*WHAT IS NEEDED*: The expected output is each line in the data below that includes the string "SqlitePool".

:::

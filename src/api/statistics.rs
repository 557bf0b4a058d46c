use actix_web::{HttpResponse, web};
use sqlx::SqlitePool;

use crate::error::AppError;
use crate::repository::statistics as repo;

#[utoipa::path(
    get,
    path = "/api/statistics/employee/{employee_id}",
    params(
        ("employee_id", Path, description = "Internal employee ID")
    ),
    responses(
        (status = 200, description = "Present/absent totals", body = crate::model::statistics::AttendanceSummary),
        (status = 404, description = "Employee not found")
    ),
    tag = "Statistics"
)]
pub async fn employee_statistics(
    pool: web::Data<SqlitePool>,
    path: web::Path<i64>,
) -> Result<HttpResponse, AppError> {
    let summary = repo::employee_summary(pool.get_ref(), path.into_inner()).await?;

    Ok(HttpResponse::Ok().json(summary))
}

#[utoipa::path(
    get,
    path = "/api/statistics/dashboard",
    responses(
        (status = 200, description = "Global counts and today's split", body = crate::model::statistics::DashboardSummary)
    ),
    tag = "Statistics"
)]
pub async fn dashboard_statistics(pool: web::Data<SqlitePool>) -> Result<HttpResponse, AppError> {
    let summary = repo::dashboard_summary(pool.get_ref()).await?;

    Ok(HttpResponse::Ok().json(summary))
}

:::

*TASK ANSWER*:
use sqlx::SqlitePool;
    pool: web::Data<SqlitePool>,
pub async fn dashboard_statistics(pool: web::Data<SqlitePool>) -> Result<HttpResponse, AppError> {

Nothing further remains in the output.